- About Us
- Contact Us
Physical characteristics - Early investigators once thought that the paddlefish used their snouts to dig vegetation from the bottom of lakes and rivers long ago, although today's investigators now know that they feed by filtering out zooplankton (Leptodora kindtii) organisms from the water, using filaments located on their gill arches called "gill rakers". While the fish is swimming throughout the water with its mouth open, the food is caught in these rakers which then the fish can digest. A recent study that has been conducted demonstrated that a paddlefish has electro sensory receptors in its rostrum that can detect some weak electrical fields suggesting that they use their rostrum as an antenna to detect zooplankton. Even though the rostrum seems to help the fish feed, it has been observed that fish with severely damaged or missing rostrums are able to feed and are just as healthy as other fish with them intact. The rostrum also helps the fish to feed by acting as a stabilizer. As the fish moves through the water with its mouth open, the rostrum creates lift, much like a wing of an airplane. This helps the fish by keeping its head in a steady position and helps it keep from diving to the bottom.

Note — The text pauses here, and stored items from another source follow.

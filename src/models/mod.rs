//! Data models for promoscrape.

mod campaign;
mod job;
mod request;

pub use campaign::{CampaignResult, DiscountType};
pub use job::{Job, JobMetadata, JobProgress, JobStatus, JobType};
pub use request::ScrapeRequest;
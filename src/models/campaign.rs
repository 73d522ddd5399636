//! Scraped campaign artifact.

use serde::{Deserialize, Serialize};

/// How a campaign's discount is expressed.
#[derive(Debug, Clone, Copy, PartialEq, Eq, Serialize, Deserialize)]
#[serde(rename_all = "snake_case")]
pub enum DiscountType {
    Percentage,
    Fixed,
}

impl DiscountType {
    pub fn as_str(&self) -> &'static str {
        match self {
            Self::Percentage => "percentage",
            Self::Fixed => "fixed",
        }
    }

    pub fn from_str(s: &str) -> Option<Self> {
        match s {
            "percentage" => Some(Self::Percentage),
            "fixed" => Some(Self::Fixed),
            _ => None,
        }
    }
}

/// A scraped promotional campaign.
///
/// Constructed by the target fetcher from a rendered page, or by the
/// orchestrator's aggregation step from completed child results. Item ids
/// are not deduplicated at construction; aggregation dedups the union.
#[derive(Debug, Clone, Serialize, Deserialize)]
pub struct CampaignResult {
    /// Campaign identifier on the target site.
    pub id: String,
    /// Short promotional description (headline).
    pub description: String,
    /// Longer detail text, if present.
    pub details: String,
    /// Discount form parsed from the headline.
    pub discount_type: DiscountType,
    /// Discount magnitude; percentage points or fixed currency units.
    pub discount_value: f64,
    /// Campaign start, if a schedule was found on the page.
    pub start_date: Option<chrono::NaiveDate>,
    /// Campaign end, if a schedule was found on the page.
    pub end_date: Option<chrono::NaiveDate>,
    /// Identifiers of items participating in the campaign.
    pub item_ids: Vec<String>,
}

impl CampaignResult {
    pub fn new(
        id: String,
        description: String,
        details: String,
        discount_type: DiscountType,
        discount_value: f64,
    ) -> Self {
        Self {
            id,
            description,
            details,
            discount_type,
            discount_value: discount_value.max(0.0),
            start_date: None,
            end_date: None,
            item_ids: Vec::new(),
        }
    }
}

#[cfg(test)]
mod tests {
    use super::*;

    #[test]
    fn discount_type_round_trips() {
        assert_eq!(DiscountType::from_str("percentage"), Some(DiscountType::Percentage));
        assert_eq!(DiscountType::from_str("fixed"), Some(DiscountType::Fixed));
        assert_eq!(DiscountType::from_str("bogus"), None);
        assert_eq!(DiscountType::Percentage.as_str(), "percentage");
    }

    #[test]
    fn negative_discount_clamped_to_zero() {
        let r = CampaignResult::new(
            "c1".into(),
            "10% off".into(),
            String::new(),
            DiscountType::Percentage,
            -5.0,
        );
        assert_eq!(r.discount_value, 0.0);
    }
}
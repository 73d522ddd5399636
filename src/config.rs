//! Configuration for promoscrape.
//!
//! Every empirically-tuned constant lives here with a serde default, so the
//! numbers tuned against one target site stay adjustable instead of becoming
//! accidental contracts.

use std::path::{Path, PathBuf};
use std::time::Duration;

use serde::{Deserialize, Serialize};

use crate::scrapers::BrowserEngineConfig;

/// Orchestration tuning: scheduler ceiling, fan-out shape, aggregation loop.
#[derive(Debug, Clone, Serialize, Deserialize)]
pub struct OrchestrationConfig {
    /// Admission ceiling: how many work functions run at once.
    #[serde(default = "default_max_concurrent_jobs")]
    pub max_concurrent_jobs: usize,
    /// Hard cap on children created by one fan-out.
    #[serde(default = "default_max_child_jobs")]
    pub max_child_jobs: usize,
    /// Children created per batch during fan-out.
    #[serde(default = "default_child_batch_size")]
    pub child_batch_size: usize,
    /// Pause between child-creation batches, in milliseconds.
    #[serde(default = "default_child_batch_delay_ms")]
    pub child_batch_delay_ms: u64,
    /// Aggregation poll tick, in seconds.
    #[serde(default = "default_aggregation_poll_secs")]
    pub aggregation_poll_secs: u64,
    /// Aggregation deadline, in seconds.
    #[serde(default = "default_aggregation_timeout_secs")]
    pub aggregation_timeout_secs: u64,
    /// TTL for cached results, in seconds.
    #[serde(default = "default_result_ttl_secs")]
    pub result_ttl_secs: u64,
}

impl Default for OrchestrationConfig {
    fn default() -> Self {
        Self {
            max_concurrent_jobs: default_max_concurrent_jobs(),
            max_child_jobs: default_max_child_jobs(),
            child_batch_size: default_child_batch_size(),
            child_batch_delay_ms: default_child_batch_delay_ms(),
            aggregation_poll_secs: default_aggregation_poll_secs(),
            aggregation_timeout_secs: default_aggregation_timeout_secs(),
            result_ttl_secs: default_result_ttl_secs(),
        }
    }
}

impl OrchestrationConfig {
    pub fn child_batch_delay(&self) -> Duration {
        Duration::from_millis(self.child_batch_delay_ms)
    }

    pub fn aggregation_poll_interval(&self) -> Duration {
        Duration::from_secs(self.aggregation_poll_secs)
    }

    pub fn aggregation_timeout(&self) -> Duration {
        Duration::from_secs(self.aggregation_timeout_secs)
    }
}

/// Automation tuning for the browser state machine.
#[derive(Debug, Clone, Serialize, Deserialize)]
pub struct FetcherConfig {
    /// Base campaign URL; the campaign id is appended as a path segment.
    #[serde(default = "default_base_url")]
    pub base_url: String,
    /// Bounded wait for the title landmark, in seconds (non-fatal).
    #[serde(default = "default_content_wait_secs")]
    pub content_wait_secs: u64,
    /// Filter activation attempts before the fetch fails.
    #[serde(default = "default_filter_attempts")]
    pub filter_attempts: u32,
    /// Fixed backoff between filter attempts, in milliseconds.
    #[serde(default = "default_filter_retry_delay_ms")]
    pub filter_retry_delay_ms: u64,
    /// Bounded wait for the item estimate to grow after a load-more click,
    /// in milliseconds (non-increase is a warning, not a failure).
    #[serde(default = "default_growth_wait_ms")]
    pub growth_wait_ms: u64,
    /// Full-page scroll passes after the load-more loop.
    #[serde(default = "default_scroll_passes")]
    pub scroll_passes: u32,
    /// Settle time after each scroll, in milliseconds.
    #[serde(default = "default_scroll_settle_ms")]
    pub scroll_settle_ms: u64,
    /// Extra discovery attempts after a detached-context failure.
    #[serde(default = "default_discovery_retries")]
    pub discovery_retries: u32,
    /// Delay before a discovery retry, in milliseconds.
    #[serde(default = "default_discovery_retry_delay_ms")]
    pub discovery_retry_delay_ms: u64,
}

impl Default for FetcherConfig {
    fn default() -> Self {
        Self {
            base_url: default_base_url(),
            content_wait_secs: default_content_wait_secs(),
            filter_attempts: default_filter_attempts(),
            filter_retry_delay_ms: default_filter_retry_delay_ms(),
            growth_wait_ms: default_growth_wait_ms(),
            scroll_passes: default_scroll_passes(),
            scroll_settle_ms: default_scroll_settle_ms(),
            discovery_retries: default_discovery_retries(),
            discovery_retry_delay_ms: default_discovery_retry_delay_ms(),
        }
    }
}

impl FetcherConfig {
    pub fn filter_retry_delay(&self) -> Duration {
        Duration::from_millis(self.filter_retry_delay_ms)
    }

    pub fn growth_wait(&self) -> Duration {
        Duration::from_millis(self.growth_wait_ms)
    }

    pub fn scroll_settle(&self) -> Duration {
        Duration::from_millis(self.scroll_settle_ms)
    }

    pub fn discovery_retry_delay(&self) -> Duration {
        Duration::from_millis(self.discovery_retry_delay_ms)
    }

    pub fn content_wait(&self) -> Duration {
        Duration::from_secs(self.content_wait_secs)
    }
}

/// Top-level settings document.
#[derive(Debug, Clone, Default, Serialize, Deserialize)]
pub struct Settings {
    /// Data directory for the durable store (jobs + cache mirror).
    #[serde(default)]
    pub data_dir: Option<PathBuf>,
    #[serde(default)]
    pub orchestration: OrchestrationConfig,
    #[serde(default)]
    pub fetcher: FetcherConfig,
    #[serde(default)]
    pub browser: BrowserEngineConfig,
}

impl Settings {
    /// Load from a TOML file, or defaults when the file is absent.
    ///
    /// `PROMO_BROWSER_URL` overrides the remote browser endpoint.
    pub fn load(path: Option<&Path>) -> anyhow::Result<Self> {
        let mut settings = match path {
            Some(p) => {
                let text = std::fs::read_to_string(p)
                    .map_err(|e| anyhow::anyhow!("read config {}: {e}", p.display()))?;
                toml::from_str(&text)
                    .map_err(|e| anyhow::anyhow!("parse config {}: {e}", p.display()))?
            }
            None => Self::default(),
        };

        if let Ok(url) = std::env::var("PROMO_BROWSER_URL") {
            if !url.is_empty() {
                settings.browser.remote_url = Some(url);
            }
        }

        Ok(settings)
    }

    /// Resolved data directory: configured, or `~/.local/share/promoscrape`,
    /// or `./promoscrape-data` as a last resort.
    pub fn data_dir(&self) -> PathBuf {
        if let Some(ref dir) = self.data_dir {
            return dir.clone();
        }
        dirs::data_dir()
            .map(|d| d.join("promoscrape"))
            .unwrap_or_else(|| PathBuf::from("promoscrape-data"))
    }
}

fn default_max_concurrent_jobs() -> usize {
    3
}

fn default_max_child_jobs() -> usize {
    50
}

fn default_child_batch_size() -> usize {
    5
}

fn default_child_batch_delay_ms() -> u64 {
    1000
}

fn default_aggregation_poll_secs() -> u64 {
    5
}

fn default_aggregation_timeout_secs() -> u64 {
    600
}

fn default_result_ttl_secs() -> u64 {
    3600
}

fn default_base_url() -> String {
    "https://example-retail.test/campaigns".into()
}

fn default_content_wait_secs() -> u64 {
    10
}

fn default_filter_attempts() -> u32 {
    3
}

fn default_filter_retry_delay_ms() -> u64 {
    2000
}

fn default_growth_wait_ms() -> u64 {
    4000
}

fn default_scroll_passes() -> u32 {
    2
}

fn default_scroll_settle_ms() -> u64 {
    500
}

fn default_discovery_retries() -> u32 {
    2
}

fn default_discovery_retry_delay_ms() -> u64 {
    1500
}

#[cfg(test)]
mod tests {
    use super::*;

    #[test]
    fn defaults_match_documented_tuning() {
        let s = Settings::default();
        assert_eq!(s.orchestration.max_concurrent_jobs, 3);
        assert_eq!(s.orchestration.max_child_jobs, 50);
        assert_eq!(s.orchestration.child_batch_size, 5);
        assert_eq!(s.orchestration.aggregation_poll_secs, 5);
        assert_eq!(s.orchestration.aggregation_timeout_secs, 600);
        assert_eq!(s.fetcher.filter_attempts, 3);
        assert_eq!(s.fetcher.filter_retry_delay_ms, 2000);
    }

    #[test]
    fn partial_toml_fills_defaults() {
        let s: Settings = toml::from_str(
            r#"
            [orchestration]
            max_concurrent_jobs = 8

            [fetcher]
            filter_attempts = 5
            "#,
        )
        .unwrap();
        assert_eq!(s.orchestration.max_concurrent_jobs, 8);
        assert_eq!(s.orchestration.max_child_jobs, 50);
        assert_eq!(s.fetcher.filter_attempts, 5);
        assert_eq!(s.fetcher.scroll_passes, 2);
    }
}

Caviar harvest - During the last century, paddlefish and sturgeon have stimulated the world stock trades with their eggs (roe), called caviar. Paddlefish and sturgeon are two of the most important fish for freshwater caviar. Paddlefish take many years before they are able to spawn. A female may take 9 to 10 years, when they are about 42 inches long, and males 7 years old and 40 inches long are able to spawn. When able to spawn, the female releases adhesive eggs randomly over the water bottom and abandons them. They are capable of producing over one-half million eggs a year, but they may not spawn every year.

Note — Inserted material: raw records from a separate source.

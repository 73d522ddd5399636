//! Job records for scheduled scraping work.
//!
//! The scheduler is the only writer; everyone else reads snapshots.
//! Transitions are one-way: pending -> running -> completed | failed.

use chrono::{DateTime, Utc};
use serde::{Deserialize, Serialize};

use super::CampaignResult;

/// Lifecycle state of a job.
#[derive(Debug, Clone, Copy, PartialEq, Eq, Serialize, Deserialize)]
#[serde(rename_all = "snake_case")]
pub enum JobStatus {
    Pending,
    Running,
    Completed,
    Failed,
}

impl JobStatus {
    pub fn as_str(&self) -> &'static str {
        match self {
            Self::Pending => "pending",
            Self::Running => "running",
            Self::Completed => "completed",
            Self::Failed => "failed",
        }
    }

    pub fn from_str(s: &str) -> Option<Self> {
        match s {
            "pending" => Some(Self::Pending),
            "running" => Some(Self::Running),
            "completed" => Some(Self::Completed),
            "failed" => Some(Self::Failed),
            _ => None,
        }
    }

    /// Completed or failed.
    pub fn is_terminal(&self) -> bool {
        matches!(self, Self::Completed | Self::Failed)
    }
}

/// Kind of work a job performs.
#[derive(Debug, Clone, Copy, PartialEq, Eq, Serialize, Deserialize)]
#[serde(rename_all = "snake_case")]
pub enum JobType {
    /// A single (campaign, category, subcategory) scrape.
    Scrape,
    /// A fan-out parent whose work is the aggregation wait-loop.
    Orchestrator,
}

/// Free-form progress hint attached while a job runs.
#[derive(Debug, Clone, Default, Serialize, Deserialize)]
pub struct JobProgress {
    pub items: usize,
    pub message: String,
}

/// Domain correlation fields carried by every job.
#[derive(Debug, Clone, Default, Serialize, Deserialize)]
pub struct JobMetadata {
    pub campaign_id: String,
    #[serde(default, skip_serializing_if = "Option::is_none")]
    pub category: Option<String>,
    #[serde(default, skip_serializing_if = "Option::is_none")]
    pub subcategory: Option<String>,
    #[serde(default)]
    pub max_load_more_clicks: u32,
    #[serde(default, skip_serializing_if = "Option::is_none")]
    pub parent_job_id: Option<String>,
    #[serde(default, skip_serializing_if = "Option::is_none")]
    pub child_job_ids: Option<Vec<String>>,
}

impl JobMetadata {
    /// The dedup key: same tuple means "this is the same request".
    pub fn correlation_key(&self) -> String {
        format!(
            "{}|{}|{}",
            self.campaign_id,
            self.category.as_deref().unwrap_or(""),
            self.subcategory.as_deref().unwrap_or("")
        )
    }
}

/// One unit of scheduled work.
#[derive(Debug, Clone, Serialize, Deserialize)]
pub struct Job {
    pub id: String,
    pub job_type: JobType,
    pub status: JobStatus,
    pub created_at: DateTime<Utc>,
    #[serde(default, skip_serializing_if = "Option::is_none")]
    pub started_at: Option<DateTime<Utc>>,
    #[serde(default, skip_serializing_if = "Option::is_none")]
    pub completed_at: Option<DateTime<Utc>>,
    #[serde(default, skip_serializing_if = "Option::is_none")]
    pub progress: Option<JobProgress>,
    #[serde(default, skip_serializing_if = "Option::is_none")]
    pub result: Option<CampaignResult>,
    #[serde(default, skip_serializing_if = "Option::is_none")]
    pub error: Option<String>,
    pub metadata: JobMetadata,
}

impl Job {
    /// Create a fresh pending job with a pre-assigned id.
    ///
    /// The id exists before the work function runs so a work function can
    /// wait on its own record.
    pub fn new(job_type: JobType, metadata: JobMetadata) -> Self {
        Self {
            id: uuid::Uuid::new_v4().to_string(),
            job_type,
            status: JobStatus::Pending,
            created_at: Utc::now(),
            started_at: None,
            completed_at: None,
            progress: None,
            result: None,
            error: None,
            metadata,
        }
    }

    pub fn correlation_key(&self) -> String {
        self.metadata.correlation_key()
    }
}

#[cfg(test)]
mod tests {
    use super::*;

    #[test]
    fn status_round_trips() {
        for s in [
            JobStatus::Pending,
            JobStatus::Running,
            JobStatus::Completed,
            JobStatus::Failed,
        ] {
            assert_eq!(JobStatus::from_str(s.as_str()), Some(s));
        }
        assert_eq!(JobStatus::from_str("nope"), None);
    }

    #[test]
    fn terminal_states() {
        assert!(!JobStatus::Pending.is_terminal());
        assert!(!JobStatus::Running.is_terminal());
        assert!(JobStatus::Completed.is_terminal());
        assert!(JobStatus::Failed.is_terminal());
    }

    #[test]
    fn correlation_key_distinguishes_subcategory() {
        let a = JobMetadata {
            campaign_id: "summer24".into(),
            category: Some("grocery".into()),
            ..Default::default()
        };
        let b = JobMetadata {
            campaign_id: "summer24".into(),
            category: Some("grocery".into()),
            subcategory: Some("dairy".into()),
            ..Default::default()
        };
        assert_ne!(a.correlation_key(), b.correlation_key());
    }

    #[test]
    fn new_job_is_pending_with_id() {
        let job = Job::new(JobType::Scrape, JobMetadata::default());
        assert_eq!(job.status, JobStatus::Pending);
        assert!(!job.id.is_empty());
        assert!(job.started_at.is_none());
        assert!(job.result.is_none());
    }
}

Current threats - Due to the value of their eggs, paddlefish are a constant target for poachers, and they are subsequently a protected resource over a large part of their range. Additionally, in many of the 22 states that paddlefish reside, habitat destruction is causing their numbers to decrease more rapidly. Paddlefish need free flowing rivers that have shallow pools with sandy, rocky bottoms. These types of areas are perfect for their spawning. Water must also be at the right temperature for the fish to be capable of spawning. Since today's rivers are constantly being modified by the construction of dams, dredging, and excessive water removal for farming purposes, these types of areas are hard for the paddlefish to locate. In some areas, free flowing lakes with reservoirs are sometimes able to provide paddlefish with the right breeding habitat. One such area like this is the Missouri River-Lake Sakakawea system in North Dakota. This area is capable of producing good paddlefish numbers because it is a free flowing system with many good areas for paddlefish to spawn. Fishing for paddlefish in violation of local fishing regulations in some states is a felony.